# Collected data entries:
++++++++++++++++++++
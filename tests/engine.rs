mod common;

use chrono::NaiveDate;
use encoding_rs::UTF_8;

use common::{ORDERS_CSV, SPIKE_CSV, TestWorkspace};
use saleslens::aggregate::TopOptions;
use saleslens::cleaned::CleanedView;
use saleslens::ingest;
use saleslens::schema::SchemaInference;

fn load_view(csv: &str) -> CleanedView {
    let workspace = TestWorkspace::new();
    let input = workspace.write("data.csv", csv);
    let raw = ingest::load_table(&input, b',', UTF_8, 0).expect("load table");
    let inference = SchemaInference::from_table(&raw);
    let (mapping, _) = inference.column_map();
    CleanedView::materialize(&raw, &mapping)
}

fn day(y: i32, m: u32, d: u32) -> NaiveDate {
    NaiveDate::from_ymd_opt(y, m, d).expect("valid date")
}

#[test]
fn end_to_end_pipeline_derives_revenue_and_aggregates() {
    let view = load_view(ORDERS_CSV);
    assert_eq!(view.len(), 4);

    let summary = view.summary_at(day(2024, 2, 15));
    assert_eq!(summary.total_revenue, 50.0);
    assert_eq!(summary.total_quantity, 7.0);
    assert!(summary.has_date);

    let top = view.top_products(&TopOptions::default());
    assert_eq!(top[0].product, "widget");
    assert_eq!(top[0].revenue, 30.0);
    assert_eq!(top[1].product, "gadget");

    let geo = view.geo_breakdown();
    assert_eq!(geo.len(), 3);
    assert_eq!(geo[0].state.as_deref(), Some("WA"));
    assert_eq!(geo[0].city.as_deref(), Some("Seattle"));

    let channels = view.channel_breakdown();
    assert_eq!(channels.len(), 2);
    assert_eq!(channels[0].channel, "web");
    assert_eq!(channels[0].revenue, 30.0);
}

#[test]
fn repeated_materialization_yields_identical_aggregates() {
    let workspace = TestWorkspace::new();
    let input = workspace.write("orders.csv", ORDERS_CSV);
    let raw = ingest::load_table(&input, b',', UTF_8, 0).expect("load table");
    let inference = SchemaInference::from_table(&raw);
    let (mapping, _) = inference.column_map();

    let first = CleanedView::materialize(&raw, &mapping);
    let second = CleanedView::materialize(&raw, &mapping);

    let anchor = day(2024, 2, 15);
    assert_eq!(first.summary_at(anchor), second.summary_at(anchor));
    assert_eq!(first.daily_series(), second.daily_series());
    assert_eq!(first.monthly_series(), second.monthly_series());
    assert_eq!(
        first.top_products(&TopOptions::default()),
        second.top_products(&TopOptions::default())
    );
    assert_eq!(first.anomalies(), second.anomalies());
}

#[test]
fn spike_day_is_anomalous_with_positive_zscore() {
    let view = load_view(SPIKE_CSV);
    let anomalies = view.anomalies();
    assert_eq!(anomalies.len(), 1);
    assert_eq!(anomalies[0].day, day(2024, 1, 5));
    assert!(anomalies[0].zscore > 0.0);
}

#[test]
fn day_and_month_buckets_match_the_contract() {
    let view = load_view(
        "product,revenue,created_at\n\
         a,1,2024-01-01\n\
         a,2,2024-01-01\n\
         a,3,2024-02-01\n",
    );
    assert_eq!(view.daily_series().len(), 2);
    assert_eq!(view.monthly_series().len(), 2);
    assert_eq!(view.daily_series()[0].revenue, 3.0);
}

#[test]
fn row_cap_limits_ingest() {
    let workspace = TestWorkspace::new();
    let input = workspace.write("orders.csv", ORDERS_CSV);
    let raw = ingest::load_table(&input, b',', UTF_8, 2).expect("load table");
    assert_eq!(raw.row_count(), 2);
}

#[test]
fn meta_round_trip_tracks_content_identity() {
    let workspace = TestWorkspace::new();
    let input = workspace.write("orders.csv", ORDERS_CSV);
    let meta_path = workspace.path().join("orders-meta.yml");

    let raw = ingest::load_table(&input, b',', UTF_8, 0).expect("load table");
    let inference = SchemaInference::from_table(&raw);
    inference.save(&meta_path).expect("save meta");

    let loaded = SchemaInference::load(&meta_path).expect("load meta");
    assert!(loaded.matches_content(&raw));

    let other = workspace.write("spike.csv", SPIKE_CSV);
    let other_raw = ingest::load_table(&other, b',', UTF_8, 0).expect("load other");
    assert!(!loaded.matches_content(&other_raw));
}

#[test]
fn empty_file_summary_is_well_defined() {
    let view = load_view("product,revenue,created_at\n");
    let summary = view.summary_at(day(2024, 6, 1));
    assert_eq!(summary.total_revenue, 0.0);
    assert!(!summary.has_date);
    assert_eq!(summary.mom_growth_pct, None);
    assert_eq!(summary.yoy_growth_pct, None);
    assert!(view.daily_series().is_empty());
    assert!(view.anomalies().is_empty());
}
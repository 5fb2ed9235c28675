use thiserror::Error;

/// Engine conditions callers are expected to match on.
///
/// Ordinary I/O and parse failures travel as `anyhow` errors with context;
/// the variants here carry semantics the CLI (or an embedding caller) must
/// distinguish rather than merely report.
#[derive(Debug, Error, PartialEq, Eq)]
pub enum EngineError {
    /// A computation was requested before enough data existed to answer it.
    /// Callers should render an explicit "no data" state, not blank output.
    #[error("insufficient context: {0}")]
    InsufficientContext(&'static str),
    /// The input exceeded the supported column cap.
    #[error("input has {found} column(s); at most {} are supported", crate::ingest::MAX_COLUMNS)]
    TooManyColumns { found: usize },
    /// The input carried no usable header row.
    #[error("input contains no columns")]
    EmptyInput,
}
++++++++++++++++++++
# WHAT IS REQUIRED:
Word for word, return each of the entries.

# SOLUTION FOR THIS PROBLEM:
filename tests/engine.rs
mod common;

use chrono::NaiveDate;
use encoding_rs::UTF_8;

use common::{ORDERS_CSV, SPIKE_CSV, TestWorkspace};
use saleslens::aggregate::TopOptions;
use saleslens::cleaned::CleanedView;
use saleslens::ingest;
use saleslens::schema::SchemaInference;

fn load_view(csv: &str) -> CleanedView {
    let workspace = TestWorkspace::new();
    let input = workspace.write("data.csv", csv);
    let raw = ingest::load_table(&input, b',', UTF_8, 0).expect("load table");
    let inference = SchemaInference::from_table(&raw);
    let (mapping, _) = inference.column_map();
    CleanedView::materialize(&raw, &mapping)
}

fn day(y: i32, m: u32, d: u32) -> NaiveDate {
    NaiveDate::from_ymd_opt(y, m, d).expect("valid date")
}

#[test]
fn end_to_end_pipeline_derives_revenue_and_aggregates() {
    let view = load_view(ORDERS_CSV);
    assert_eq!(view.len(), 4);

    let summary = view.summary_at(day(2024, 2, 15));
    assert_eq!(summary.total_revenue, 50.0);
    assert_eq!(summary.total_quantity, 7.0);
    assert!(summary.has_date);

    let top = view.top_products(&TopOptions::default());
    assert_eq!(top[0].product, "widget");
    assert_eq!(top[0].revenue, 30.0);
    assert_eq!(top[1].product, "gadget");

    let geo = view.geo_breakdown();
    assert_eq!(geo.len(), 3);
    assert_eq!(geo[0].state.as_deref(), Some("WA"));
    assert_eq!(geo[0].city.as_deref(), Some("Seattle"));

    let channels = view.channel_breakdown();
    assert_eq!(channels.len(), 2);
    assert_eq!(channels[0].channel, "web");
    assert_eq!(channels[0].revenue, 30.0);
}

#[test]
fn repeated_materialization_yields_identical_aggregates() {
    let workspace = TestWorkspace::new();
    let input = workspace.write("orders.csv", ORDERS_CSV);
    let raw = ingest::load_table(&input, b',', UTF_8, 0).expect("load table");
    let inference = SchemaInference::from_table(&raw);
    let (mapping, _) = inference.column_map();

    let first = CleanedView::materialize(&raw, &mapping);
    let second = CleanedView::materialize(&raw, &mapping);

    let anchor = day(2024, 2, 15);
    assert_eq!(first.summary_at(anchor), second.summary_at(anchor));
    assert_eq!(first.daily_series(), second.daily_series());
    assert_eq!(first.monthly_series(), second.monthly_series());
    assert_eq!(
        first.top_products(&TopOptions::default()),
        second.top_products(&TopOptions::default())
    );
    assert_eq!(first.anomalies(), second.anomalies());
}

#[test]
fn spike_day_is_anomalous_with_positive_zscore() {
    let view = load_view(SPIKE_CSV);
    let anomalies = view.anomalies();
    assert_eq!(anomalies.len(), 1);
    assert_eq!(anomalies[0].day, day(2024, 1, 5));
    assert!(anomalies[0].zscore > 0.0);
}

#[test]
fn day_and_month_buckets_match_the_contract() {
    let view = load_view(
        "product,revenue,created_at\n\
         a,1,2024-01-01\n\
         a,2,2024-01-01\n\
         a,3,2024-02-01\n",
    );
    assert_eq!(view.daily_series().len(), 2);
    assert_eq!(view.monthly_series().len(), 2);
    assert_eq!(view.daily_series()[0].revenue, 3.0);
}

#[test]
fn row_cap_limits_ingest() {
    let workspace = TestWorkspace::new();
    let input = workspace.write("orders.csv", ORDERS_CSV);
    let raw = ingest::load_table(&input, b',', UTF_8, 2).expect("load table");
    assert_eq!(raw.row_count(), 2);
}

#[test]
fn meta_round_trip_tracks_content_identity() {
    let workspace = TestWorkspace::new();
    let input = workspace.write("orders.csv", ORDERS_CSV);
    let meta_path = workspace.path().join("orders-meta.yml");

    let raw = ingest::load_table(&input, b',', UTF_8, 0).expect("load table");
    let inference = SchemaInference::from_table(&raw);
    inference.save(&meta_path).expect("save meta");

    let loaded = SchemaInference::load(&meta_path).expect("load meta");
    assert!(loaded.matches_content(&raw));

    let other = workspace.write("spike.csv", SPIKE_CSV);
    let other_raw = ingest::load_table(&other, b',', UTF_8, 0).expect("load other");
    assert!(!loaded.matches_content(&other_raw));
}

#[test]
fn empty_file_summary_is_well_defined() {
    let view = load_view("product,revenue,created_at\n");
    let summary = view.summary_at(day(2024, 6, 1));
    assert_eq!(summary.total_revenue, 0.0);
    assert!(!summary.has_date);
    assert_eq!(summary.mom_growth_pct, None);
    assert_eq!(summary.yoy_growth_pct, None);
    assert!(view.daily_series().is_empty());
    assert!(view.anomalies().is_empty());
}
repository 5fb2ed9235c28675
use thiserror::Error;

/// Engine conditions callers are expected to match on.
///
/// Ordinary I/O and parse failures travel as `anyhow` errors with context;
/// the variants here carry semantics the CLI (or an embedding caller) must
/// distinguish rather than merely report.
#[derive(Debug, Error, PartialEq, Eq)]
pub enum EngineError {
    /// A computation was requested before enough data existed to answer it.
    /// Callers should render an explicit "no data" state, not blank output.
    #[error("insufficient context: {0}")]
    InsufficientContext(&'static str),
    /// The input exceeded the supported column cap.
    #[error("input has {found} column(s); at most {} are supported", crate::ingest::MAX_COLUMNS)]
    TooManyColumns { found: usize },
    /// The input carried no usable header row.
    #[error("input contains no columns")]
    EmptyInput,
}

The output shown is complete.